The Riddle of Acceptance
The question I always wrestle with is, how to accept what is at the same time as doing all I can to hopefully heal chronic physical pain issues. It’s a paradox that I have not resolved over many years of chronic health issues.
As I write I am thinking about the concept of acceptance and its relationship to suffering. I really try to stay out of fix-it mode with my health, because whenever I go there it doesn’t work out very well for me. At the same time, simply giving up and not trying anything doesn’t seem very smart either.
The closest I have come to resolving the riddle is to embrace each moment with acceptance. “Yes, this is how it is for me right now,” while also embracing the possibility that some things that I do in my life can improve the quality of my life.
Openness, Curiosity
When I approach pain with openness and curiosity I can welcome it in, even though I might prefer no pain. Sometimes I intuitively find something that helps improve my health. Other times whatever was causing pain simply stops causing the pain and I have no idea why.

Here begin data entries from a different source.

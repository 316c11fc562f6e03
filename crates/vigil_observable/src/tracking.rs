//! Invocation-scoped dependency tracking.
//!
//! A tracking context is pushed for the synchronous duration of one consumer
//! invocation. Every tracked read consults the top of the stack and records
//! its `(target, field)` pair there. Reads with no active context are inert.

use std::cell::RefCell;

use indexmap::IndexSet;
use vigil_foundation::{FieldKey, ObjectId};
use vigil_notify::NotifierKey;

use crate::transform::transform;
use crate::value::Value;

/// The `(target, field)` pairs read during one tracked invocation, in
/// first-read order.
pub type Dependencies = IndexSet<NotifierKey>;

thread_local! {
    // `None` frames suppress recording (see `untracked`).
    static STACK: RefCell<Vec<Option<Dependencies>>> = const { RefCell::new(Vec::new()) };
}

/// Pops the frame pushed by `enter` even if the body panics.
struct Frame;

impl Frame {
    fn enter(frame: Option<Dependencies>) -> Self {
        STACK.with(|stack| stack.borrow_mut().push(frame));
        Self
    }

    fn take(self) -> Dependencies {
        let deps = STACK.with(|stack| stack.borrow_mut().pop().flatten());
        std::mem::forget(self);
        deps.unwrap_or_default()
    }
}

impl Drop for Frame {
    fn drop(&mut self) {
        STACK.with(|stack| {
            stack.borrow_mut().pop();
        });
    }
}

/// Runs `f` inside a fresh tracking context and returns what it read.
///
/// Contexts nest: reads inside an inner `track` are recorded only there.
pub fn track<R>(f: impl FnOnce() -> R) -> (R, Dependencies) {
    let frame = Frame::enter(Some(Dependencies::new()));
    let result = f();
    (result, frame.take())
}

/// Runs `f` with dependency recording suspended.
pub fn untracked<R>(f: impl FnOnce() -> R) -> R {
    let _frame = Frame::enter(None);
    f()
}

/// Returns true if reads are currently being recorded.
#[must_use]
pub fn is_tracking() -> bool {
    STACK.with(|stack| matches!(stack.borrow().last(), Some(Some(_))))
}

/// Records a read of `(target, field)` in the active context, if any.
pub(crate) fn record_read(target: ObjectId, field: Option<FieldKey>) {
    STACK.with(|stack| {
        if let Some(Some(deps)) = stack.borrow_mut().last_mut() {
            let key = NotifierKey::new(target, field);
            tracing::trace!(?key, "recorded dependency");
            deps.insert(key);
        }
    });
}

/// Produces the tracking view a consumer should read through.
///
/// Nil, primitives and other non-wrappable values come back unchanged, and
/// no tracking happens on them.
#[must_use]
pub fn use_observe(value: &Value) -> Value {
    if value.is_nil() {
        return Value::Nil;
    }
    transform(value)
}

For over a year, I could not eat any raw vegetables and really had to limit many foods that I love to eat because of ongoing gut issues. Then after Thanksgiving last year, things suddenly improved and I’ve been enjoying salads, legumes, and many other foods that I had been limiting. I don’t know why things finally improved. And over the many years that I’ve consulted doctors about these issues, they have no idea about the cause of these issues either.
Gratitude
Though I might wish all of my health problems away, I am truly grateful for them because of what I have learned because of them. We don’t always have choices about what life brings us. But we do have choices about how we deal with what life brings us.
The past two years have been challenging for everyone. And I understand how many simply want to forget about everything that has happened and return to “normal.” But I believe that we can learn from everything that has happened and from the uncertainty we all face. We can become wiser, kinder, and gentler. And we can recognize what is real and has true value in our lives, and what is simple glitter and glitz. We can wake up and choose love now and in every moment.
May you walk in beauty.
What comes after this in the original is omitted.